Work instructions: Up to and including the line containing "pub fn core_version()", set down each line of the entries below exactly, starting from the first, and leave out the rest.

Dataset records:
========================
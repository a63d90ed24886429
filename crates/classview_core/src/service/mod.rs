//! Use-case services above the algorithm layers.
//!
//! # Responsibility
//! - Hold the session snapshot and apply reloads.
//! - Run the per-action recomputation pass.
//! - Debounce keystroke-driven requests.

pub mod dataset_store;
pub mod debounce;
pub mod view_service;
//! FFI use-case API for the Flutter viewer shell.
//!
//! # Responsibility
//! - Translate control state (strings from widgets) into `ViewRequest`.
//! - Hold the session dataset and flatten core payloads into envelopes.
//! - Collapse bursts of control changes into one recomputation.
//!
//! # Invariants
//! - Exported functions must not panic across FFI boundary.
//! - A failed load leaves the session dataset unchanged.
//! - Chart payloads are JSON strings ready for the chart widget.

use classview_core::{
    core_version as core_version_inner, export_view, init_logging as init_logging_inner,
    ping as ping_inner, render_view as render_view_inner, root_options as root_options_inner,
    ChartKind, ConfigError, DatasetSource, DatasetStore, Debouncer, DepthLimit, FileSource,
    LoadOutcome, TextSource, ViewRequest, ViewerConfig, TABLE_EMPTY_MESSAGE,
};
use std::sync::{Mutex, MutexGuard, OnceLock};
use std::time::Instant;

static SESSION: OnceLock<Mutex<DatasetStore>> = OnceLock::new();
static PENDING_VIEW: OnceLock<Mutex<Debouncer<ViewRequest>>> = OnceLock::new();

/// Minimal health-check API for FRB smoke integration.
#[flutter_rust_bridge::frb(sync)]
pub fn ping() -> String {
    ping_inner().to_owned()
}

/// Expose core crate version through FFI.
#[flutter_rust_bridge::frb(sync)]
pub fn core_version() -> String {
    core_version_inner().to_owned()
}

/// Initializes Rust core logging once per process.
///
/// Returns empty string on success and error message on failure.
#[flutter_rust_bridge::frb(sync)]
pub fn init_logging(level: String, log_dir: String) -> String {
    match init_logging_inner(level.as_str(), log_dir.as_str()) {
        Ok(()) => String::new(),
        Err(err) => err,
    }
}

/// Result envelope for dataset (re)loads.
#[derive(Debug, Clone, PartialEq, Eq)]
pub struct LoadResponse {
    pub ok: bool,
    /// Records in the session dataset after the call.
    pub rows: u32,
    /// Root selector options, sentinel first.
    pub root_options: Vec<String>,
    pub message: String,
}

/// One table row, cells in display order.
#[derive(Debug, Clone, PartialEq, Eq)]
pub struct TableRowItem {
    pub code: String,
    pub label: String,
    pub level: String,
    pub parent: String,
    pub weight: String,
}

/// Render envelope for one view.
#[derive(Debug, Clone, PartialEq)]
pub struct ViewResponse {
    pub ok: bool,
    /// Serialized chart trace; empty on failure.
    pub chart_json: String,
    pub table: Vec<TableRowItem>,
    /// Placeholder shown instead of an empty table.
    pub table_message: String,
    pub record_count: u32,
    pub weight_sum_label: String,
    pub message: String,
}

impl ViewResponse {
    fn failure(message: impl Into<String>) -> Self {
        Self {
            ok: false,
            chart_json: String::new(),
            table: Vec::new(),
            table_message: String::new(),
            record_count: 0,
            weight_sum_label: String::new(),
            message: message.into(),
        }
    }
}

/// Export envelope for the filtered view.
#[derive(Debug, Clone, PartialEq, Eq)]
pub struct ExportResponse {
    pub file_name: String,
    /// Always-quoted CSV; empty when the view is empty.
    pub csv: String,
}

/// Loads CSV content already read by the UI (user-picked file).
#[flutter_rust_bridge::frb(sync)]
pub fn load_dataset_text(name: String, text: String) -> LoadResponse {
    load_into_session(&TextSource::new(name, text))
}

/// Loads a CSV file from disk; blank path uses the configured default.
#[flutter_rust_bridge::frb(sync)]
pub fn load_dataset_file(path: String) -> LoadResponse {
    let trimmed = path.trim();
    let source = if trimmed.is_empty() {
        FileSource::new(viewer_config().csv_path)
    } else {
        FileSource::new(trimmed)
    };
    load_into_session(&source)
}

/// Root selector options for the current dataset.
#[flutter_rust_bridge::frb(sync)]
pub fn root_options() -> Vec<String> {
    root_options_inner(session().records())
}

/// Renders chart, table and summary for the given control state.
///
/// `chart_kind` is `sunburst|treemap`; `depth_limit` is `auto` or a positive
/// integer.
#[flutter_rust_bridge::frb(sync)]
pub fn render_view(
    root_code: String,
    search_text: String,
    chart_kind: String,
    depth_limit: String,
) -> ViewResponse {
    match build_request(root_code, search_text, &chart_kind, &depth_limit) {
        Ok(request) => render_request(&request),
        Err(message) => ViewResponse::failure(format!("render_view failed: {message}")),
    }
}

/// Quiet window between the last `submit_view` and a released render.
#[flutter_rust_bridge::frb(sync)]
pub fn view_debounce_ms() -> u64 {
    u64::try_from(pending_view().window().as_millis()).unwrap_or(u64::MAX)
}

/// Queues a recomputation for the given control state, replacing any pending one.
///
/// Returns empty string on success and error message on invalid controls;
/// invalid controls leave the pending state untouched.
#[flutter_rust_bridge::frb(sync)]
pub fn submit_view(
    root_code: String,
    search_text: String,
    chart_kind: String,
    depth_limit: String,
) -> String {
    submit_view_at(root_code, search_text, &chart_kind, &depth_limit, Instant::now())
}

/// Renders the latest submitted state once its quiet window has elapsed.
#[flutter_rust_bridge::frb(sync)]
pub fn poll_view() -> Option<ViewResponse> {
    poll_view_at(Instant::now())
}

/// Renders the pending state immediately, if any.
#[flutter_rust_bridge::frb(sync)]
pub fn flush_view() -> Option<ViewResponse> {
    let request = pending_view().flush()?;
    Some(render_request(&request))
}

fn submit_view_at(
    root_code: String,
    search_text: String,
    chart_kind: &str,
    depth_limit: &str,
    now: Instant,
) -> String {
    match build_request(root_code, search_text, chart_kind, depth_limit) {
        Ok(request) => {
            pending_view().submit(request, now);
            String::new()
        }
        Err(message) => format!("submit_view failed: {message}"),
    }
}

fn poll_view_at(now: Instant) -> Option<ViewResponse> {
    // Release the debouncer before rendering takes the session lock.
    let request = pending_view().poll(now)?;
    Some(render_request(&request))
}

fn render_request(request: &ViewRequest) -> ViewResponse {
    let output = render_view_inner(session().records(), request);
    let chart_json = match serde_json::to_string(&output.chart) {
        Ok(json) => json,
        Err(err) => return ViewResponse::failure(format!("render_view failed: {err}")),
    };

    let table_message = if output.table.is_empty() {
        TABLE_EMPTY_MESSAGE.to_string()
    } else {
        String::new()
    };
    ViewResponse {
        ok: true,
        chart_json,
        table: output
            .table
            .into_iter()
            .map(|row| TableRowItem {
                code: row.code,
                label: row.label,
                level: row.level,
                parent: row.parent,
                weight: row.weight,
            })
            .collect(),
        table_message,
        record_count: clamp_count(output.summary.record_count),
        weight_sum_label: output.summary.weight_sum_label(),
        message: format!("{} record(s) in view.", output.summary.record_count),
    }
}

/// Exports the filtered (pre-closure) view as CSV text.
#[flutter_rust_bridge::frb(sync)]
pub fn export_filtered_csv(root_code: String, search_text: String) -> ExportResponse {
    let request = ViewRequest {
        root_code,
        search_text,
        ..ViewRequest::default()
    };
    ExportResponse {
        file_name: viewer_config().export_file_name,
        csv: export_view(session().records(), &request),
    }
}

fn build_request(
    root_code: String,
    search_text: String,
    chart_kind: &str,
    depth_limit: &str,
) -> Result<ViewRequest, String> {
    let chart_kind = chart_kind
        .parse::<ChartKind>()
        .map_err(|err| err.to_string())?;
    let depth_limit = depth_limit
        .parse::<DepthLimit>()
        .map_err(|err| err.to_string())?;
    Ok(ViewRequest {
        root_code,
        search_text,
        chart_kind,
        depth_limit,
    })
}

fn load_into_session(source: &dyn DatasetSource) -> LoadResponse {
    let ticket = session().begin_load();
    // Decode outside the lock; only the swap holds it.
    let loaded = source.load_records();

    let mut store = session();
    let (ok, message) = match loaded {
        Ok(records) => match store.finish_load(ticket, records) {
            LoadOutcome::Applied { rows } => (true, format!("Loaded {rows} record(s).")),
            LoadOutcome::Stale { .. } => {
                (false, "load superseded by a newer request".to_string())
            }
        },
        Err(err) => {
            log::error!(
                "event=dataset_load module=ffi status=error source={} error={}",
                source.describe(),
                err
            );
            (false, format!("load failed: {err}"))
        }
    };

    LoadResponse {
        ok,
        rows: clamp_count(store.records().len()),
        root_options: root_options_inner(store.records()),
        message,
    }
}

fn session() -> MutexGuard<'static, DatasetStore> {
    SESSION
        .get_or_init(|| Mutex::new(DatasetStore::new()))
        .lock()
        .unwrap_or_else(|poisoned| poisoned.into_inner())
}

fn pending_view() -> MutexGuard<'static, Debouncer<ViewRequest>> {
    PENDING_VIEW
        .get_or_init(|| Mutex::new(Debouncer::new(viewer_config().debounce)))
        .lock()
        .unwrap_or_else(|poisoned| poisoned.into_inner())
}

fn viewer_config() -> ViewerConfig {
    config_or_default(ViewerConfig::from_env())
}

fn config_or_default(loaded: Result<ViewerConfig, ConfigError>) -> ViewerConfig {
    loaded.unwrap_or_else(|err| {
        log::warn!("event=config_load module=ffi status=fallback error={err}");
        ViewerConfig::default()
    })
}

fn clamp_count(count: usize) -> u32 {
    u32::try_from(count).unwrap_or(u32::MAX)
}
========================
Response to the task:
repository a63d90ed24886429
filename crates/classview_core/src/service/mod.rs
//! Use-case services above the algorithm layers.
//!
//! # Responsibility
//! - Hold the session snapshot and apply reloads.
//! - Run the per-action recomputation pass.
//! - Debounce keystroke-driven requests.

pub mod dataset_store;
pub mod debounce;
pub mod view_service;
//! FFI use-case API for the Flutter viewer shell.
//!
//! # Responsibility
//! - Translate control state (strings from widgets) into `ViewRequest`.
//! - Hold the session dataset and flatten core payloads into envelopes.
//! - Collapse bursts of control changes into one recomputation.
//!
//! # Invariants
//! - Exported functions must not panic across FFI boundary.
//! - A failed load leaves the session dataset unchanged.
//! - Chart payloads are JSON strings ready for the chart widget.

use classview_core::{
    core_version as core_version_inner, export_view, init_logging as init_logging_inner,
    ping as ping_inner, render_view as render_view_inner, root_options as root_options_inner,
    ChartKind, ConfigError, DatasetSource, DatasetStore, Debouncer, DepthLimit, FileSource,
    LoadOutcome, TextSource, ViewRequest, ViewerConfig, TABLE_EMPTY_MESSAGE,
};
use std::sync::{Mutex, MutexGuard, OnceLock};
use std::time::Instant;

static SESSION: OnceLock<Mutex<DatasetStore>> = OnceLock::new();
static PENDING_VIEW: OnceLock<Mutex<Debouncer<ViewRequest>>> = OnceLock::new();

/// Minimal health-check API for FRB smoke integration.
#[flutter_rust_bridge::frb(sync)]
pub fn ping() -> String {
    ping_inner().to_owned()
}

/// Expose core crate version through FFI.
#[flutter_rust_bridge::frb(sync)]
pub fn core_version() -> String {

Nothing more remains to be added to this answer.